By Doug Macron
Genomics startup Mira Dx announced this week that it has launched a new test designed to identify women at increased risk of developing ovarian cancer based on a genetic variant that affects a key microRNA.
While two other companies — Rosetta Genomics and Asuragen — have launched diagnostics based on miRNA technology, their assays analyze the signatures of the small, non-coding RNAs themselves.
In contrast, Mira Dx's test is based on the discovery of "several important genetic variants that, by disrupting miRNA pathways, predispose certain individuals to develop cancer,” Joanne Weidhaas, a Yale University researcher and Mira Dx co-founder, said in a statement. “We believed that these markers could have significant clinical value, and were pleased to work with Yale to license the technology to Mira Dx for development and commercialization.”
The test, called PreOvar, is designed to identify a variant allele of the oncogene KRAS that Weidhaas and Frank Slack, another Yale researcher and company co-founder, found to interfere with the miRNA let-7.
In a paper published this week in the online edition of Cancer Research, Weidhaas, Slack, and colleagues reported how a KRAS variant was present in more than 60 percent of cases of hereditary breast and ovarian cancer syndrome.
"One of the best-studied hereditary syndromes linked to familial [ovarian cancer] is hereditary breast and ovarian cancer syndrome," which is associated with mutations in the tumor-suppressor genes BRCA1 and BRCA2, they wrote in the paper.
Though the discovery of these genes was a "significant advance" in understanding familial ovarian cancer predisposition, they account for "less than half of familial excess risk" of the disease, they added.
"Additional gene alterations explaining any significant proportion of the remaining familial risk for [ovarian cancer] have not been identified."
Recent research has identified miRNAs as possible players in this situation because, as "global gene regulators, even small aberrations in miRNA levels or their target sites can lead to important cellular changes," Weidhaas and her colleagues noted in Cancer Research. "Emerging evidence shows than [single nucleotide polymorphisms] within miRNAs or miRNA binding sites can be functional and act as powerful biomarkers of cancer risk when one allele alters miRNA function or binding characteristics."

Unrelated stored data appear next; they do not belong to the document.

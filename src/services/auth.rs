// src/services/auth.rs

use bcrypt::verify;
use chrono::{DateTime, Utc};
use jsonwebtoken::{decode, encode, DecodingKey, EncodingKey, Header, Validation};

use crate::{
    common::error::AppError,
    db::UserRepository,
    models::auth::{AuthResponse, Claims, PublicUser, UserRole},
};

const TOKEN_TTL_DAYS: i64 = 7;

#[derive(Clone)]
pub struct AuthService {
    user_repo: UserRepository,
    jwt_secret: String,
}

impl AuthService {
    pub fn new(user_repo: UserRepository, jwt_secret: String) -> Self {
        Self { user_repo, jwt_secret }
    }

    pub async fn login(&self, username: &str, password: &str, now: DateTime<Utc>) -> Result<AuthResponse, AppError> {
        let user = self
            .user_repo
            .find_by_username(username.trim())
            .await?
            .ok_or(AppError::InvalidCredentials)?;

        // Conta desativada responde igual a senha errada
        if !user.is_active {
            tracing::warn!(username = %user.username, "Tentativa de login com conta desativada");
            return Err(AppError::InvalidCredentials);
        }

        let password_clone = password.to_owned();
        let password_hash_clone = user.password_hash.clone();

        // bcrypt é caro: roda fora do executor async
        let is_password_valid = tokio::task::spawn_blocking(move || {
            verify(&password_clone, &password_hash_clone)
        })
        .await
        .map_err(|e| anyhow::anyhow!("Falha na task de verificação de senha: {}", e))??;

        if !is_password_valid {
            tracing::warn!(username = %user.username, "Tentativa de login com senha incorreta");
            return Err(AppError::InvalidCredentials);
        }

        let token = self.create_token(user.id, user.role, now)?;
        tracing::info!(user_id = user.id, "🔑 Login efetuado");

        Ok(AuthResponse { token, user: PublicUser::from(user) })
    }

    pub async fn profile(&self, user_id: i64) -> Result<PublicUser, AppError> {
        self.user_repo
            .find_by_id(user_id)
            .await?
            .map(PublicUser::from)
            .ok_or_else(|| AppError::NotFound(format!("Usuário do sistema {} não encontrado.", user_id)))
    }

    /// Só decodifica e valida assinatura/expiração. Não consulta o banco.
    pub fn decode_token(&self, token: &str) -> Result<Claims, AppError> {
        let token_data = decode::<Claims>(
            token,
            &DecodingKey::from_secret(self.jwt_secret.as_ref()),
            &Validation::default(),
        )
        .map_err(|_| AppError::InvalidToken)?;

        Ok(token_data.claims)
    }

    pub fn create_token(&self, user_id: i64, role: UserRole, now: DateTime<Utc>) -> Result<String, AppError> {
        let expires_at = now + chrono::Duration::days(TOKEN_TTL_DAYS);

        let claims = Claims {
            sub: user_id.to_string(),
            role,
            exp: unix_seconds(expires_at)?,
            iat: unix_seconds(now)?,
        };

        Ok(encode(
            &Header::default(),
            &claims,
            &EncodingKey::from_secret(self.jwt_secret.as_ref()),
        )?)
    }
}

// Instantes anteriores a 1970 não cabem no `exp`/`iat` do JWT
fn unix_seconds(at: DateTime<Utc>) -> Result<usize, AppError> {
    usize::try_from(at.timestamp())
        .map_err(|_| anyhow::anyhow!("Instante fora do intervalo do token: {}", at).into())
}

impl Claims {
    pub fn user_id(&self) -> Result<i64, AppError> {
        self.sub.parse().map_err(|_| AppError::InvalidToken)
    }
}

#[cfg(test)]
mod tests {
    use super::*;
    use sqlx::postgres::PgPoolOptions;

    fn service(secret: &str) -> AuthService {
        let pool = PgPoolOptions::new()
            .connect_lazy("postgres://localhost/unused")
            .unwrap();
        AuthService::new(UserRepository::new(pool), secret.to_string())
    }

    #[tokio::test]
    async fn issued_token_decodes_to_same_user() {
        let auth = service("segredo");
        let token = auth.create_token(42, UserRole::Waiter, Utc::now()).unwrap();

        let claims = auth.decode_token(&token).unwrap();
        assert_eq!(claims.user_id().unwrap(), 42);
        assert_eq!(claims.role, UserRole::Waiter);
    }

    #[tokio::test]
    async fn token_signed_with_other_secret_is_rejected() {
        let token = service("um").create_token(1, UserRole::Admin, Utc::now()).unwrap();
        assert!(matches!(service("outro").decode_token(&token), Err(AppError::InvalidToken)));
    }

    #[tokio::test]
    async fn expired_token_is_rejected() {
        let auth = service("segredo");
        let issued = Utc::now() - chrono::Duration::days(TOKEN_TTL_DAYS + 1);
        let token = auth.create_token(1, UserRole::Admin, issued).unwrap();
        assert!(matches!(auth.decode_token(&token), Err(AppError::InvalidToken)));
    }

    #[tokio::test]
    async fn instant_before_epoch_is_refused() {
        let auth = service("segredo");
        let before_epoch = DateTime::<Utc>::from_timestamp(-30 * 86_400, 0).unwrap();
        assert!(matches!(
            auth.create_token(1, UserRole::Admin, before_epoch),
            Err(AppError::InternalServerError(_))
        ));
    }
}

In the paper, the investigators focused on let-7, one of the earliest identified miRNAs and the subject of much research in Slack's lab. Members of this miRNA family have been shown to play important roles in cancer, and let-7 is known to regulate a number of ovarian cancer-related oncogenes including KRAS, they wrote.

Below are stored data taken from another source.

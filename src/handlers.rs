pub mod auth;
pub mod floor;
pub mod menu;
pub mod orders;
pub mod reports;
pub mod settings;
pub mod tables;
pub mod users;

"We previously identified a germline SNP in the 3' UTR of the KRAS oncogene," they stated. While "relatively uncommon," the KRAS variant is functional and has been shown in vitro to disrupt the binding of let-7 to KRAS, leading to increased levels of the oncogene.
The KRAS variant was also found to be a genetic marker for increased susceptibility to non-small cell lung cancer, and tumors with the variant were found to have lower let-7 levels, according to the paper. It was also later shown to be a marker of poor outcomes in head and neck cancer.
"Because of the importance of both let-7 and KRAS in human solid tumors, we evaluated the frequency of the KRAS variant in patients with other solid tumor types," the investigators wrote in their paper.
While present in less than 18 percent of all patients with solid tumors and in control populations, the variant was found in more than 25 percent of those with epithelial ovarian cancer, and was shown to be a genetic marker for developing the diseases in the general female population, according to the Cancer Research report.
Furthermore, the KRAS variant was present in 61 percent of ovarian cancer patients with hereditary breast and ovarian cancer syndrome but lacking BRCA1 or BRCA2 mutations, as well as in their family members with cancer.
"These findings suggest that the KRAS variant represents a new genetic marker of [ovarian cancer] risk," the paper states.
"Although it may seem surprising that a single-nucleotide variant could have such predictive power for disease risk, the KRAS variant represents an entirely different entity than tagging SNPs studied and used in" genome-wide association studies, the authors conclude.
Although they concede that the Cancer Research study is "somewhat limited … the frequent association of the KRAS variant with [hereditary breast and ovarian cancer syndrome] patients and their family members with cancer further strengthens the hypothesis that the KRAS variant is a generic marker" of ovarian cancer risk, the team states.
According to Mira Dx, the PreOvar test uses either salvia or blood samples, which are analyzed for the KRAS variant at the firm's Clinical Laboratory Improvement Amendments-certified laboratory in Connecticut.
Earlier this month, quasi-public investment group Connecticut Innovations announced that it had invested $1 million into Mira Dx to support the launch of PreOvar, capping a $4 million Series A round for the company.